Here's the thing most teams don't calculate: what does it actually cost to stay on Slack free long-term versus switching? Not in dollars - in decision quality and team velocity.

The 90-day history wall means your team's institutional knowledge resets every quarter. A new hire joins in month four and the entire onboarding context from the first three months is gone. A client dispute comes up over something agreed in a channel - no record. A project decision from five months ago becomes undiscoverable, so someone re-investigates something that was already settled. These aren't hypothetical - they're the actual failure modes that drive teams off Slack free.

The integration cap matters too. For a typical sales or ops team, 10 integrations fills up surprisingly fast. Google Drive, Zoom, your CRM, your project manager, GitHub or Jira, a calendar tool, Zapier or Make, a support ticket tool, your email platform notification bot, and a status update bot. That's already ten. Any integration beyond that requires removing one to make space.

If you're running paid Slack Pro for a 20-person team, that's a meaningful monthly spend per seat. For many teams - particularly small agencies, consultancies, and startups - that's real money. The alternatives on this list deliver equivalent or better free features. The switching cost is a few hours of setup and a week of team adjustment. The payoff is permanent.

The Migration Playbook: How to Actually Switch Without Losing Everyone

The tool choice is the easy part. Getting your team to actually use the new platform is where most migrations fail. I've run this process across several teams and seen what works and what doesn't. Here's what actually moves the needle:

Step 1: Export Your Slack History First

Before you do anything else, export your Slack public channel data. Workspace admins can export public channel history as JSON files from the Slack admin settings. Do this before you leave so you have an archive, even if it's not in a perfectly human-readable format. Note that Slack's free plan does NOT allow export of private channels or direct messages without a paid Compliance Export - so if you have critical context in private channels, that's worth knowing upfront. Export what you can, archive it somewhere searchable, and move on.

Step 2: Set a Hard Cutover Date

Don't run both tools in parallel for more than two weeks. This is the most common migration mistake. When you give people the option of staying in Slack, they do - because it's what they know. The new tool never gets a real chance. Pick a date, flip the switch, make Slack read-only (or just close it), and enforce the cutover. Two weeks of overlap maximum. One week is better.

Step 3: Recreate Your Core Channels, Not All of Them

Most Slack workspaces have serious channel bloat. There's a #random that nobody uses anymore, a project channel from two years ago, three channels that serve roughly the same purpose. Use the migration as an opportunity to cut the dead channels and start fresh. Ask yourself: what are the 10 channels that actually drive work?
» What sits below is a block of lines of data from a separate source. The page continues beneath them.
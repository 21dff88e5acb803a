//! Draftforge Export Engine
//!
//! Turns an ordered clip timeline into a `draft_content.json` document for
//! an external video editor.
//!
//! ```text
//! timeline.json ──┐
//!                 ├── synthesize (catalogs, templates)
//! templates ──────┘         │
//!                           ├── validate
//!                           │
//!                           ▼
//!                  project folder / download
//! ```

pub mod engine;
pub mod paths;
pub mod pipeline;
pub mod sink;
pub mod template;
pub mod validate;

pub use engine::*;
pub use paths::*;
pub use pipeline::*;
pub use sink::*;
pub use template::*;
pub use validate::*;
Recreate those. Let the rest go. Starting clean almost always improves communication quality.

Step 4: Migrate Your Integrations Deliberately

Before you recreate all your integrations in the new tool, audit which ones your team actually uses. Check your existing Slack workspace - which integrations get triggered regularly, and which were set up once and forgotten? Most teams discover they're using 3-4 integrations actively and the rest are noise. Rebuild the active ones in the new platform. Skip the rest. You'll end up with a cleaner setup than you had in Slack.

Step 5: Assign an Internal Champion

Someone on the team needs to own the rollout - answering questions, keeping people accountable to the new tool, making sure notifications are set up correctly on mobile and desktop, and catching people who have drifted back to old habits. This doesn't need to be a full-time job. It needs to be someone who genuinely cares about the outcome and will follow up when they see someone posting in the wrong place.

Step 6: Run a Two-Week Retrospective

Two weeks after the cutover, do a quick team check-in. What's working? What's missing? What integration is everyone annoyed you didn't set up? Catching friction early and resolving it fast prevents the slow drift back to old tools. The goal is to make the new platform feel like home before people have time to romanticize Slack.

Outbound Sales Teams: Chat Tools Are Just One Piece of the Stack

If you're running an outbound sales operation - agency, consultancy, SaaS - your internal communication tool is just one layer of a larger stack. The higher-leverage question is usually not what chat tool you're using, but whether your prospecting and outreach pipeline is set up correctly.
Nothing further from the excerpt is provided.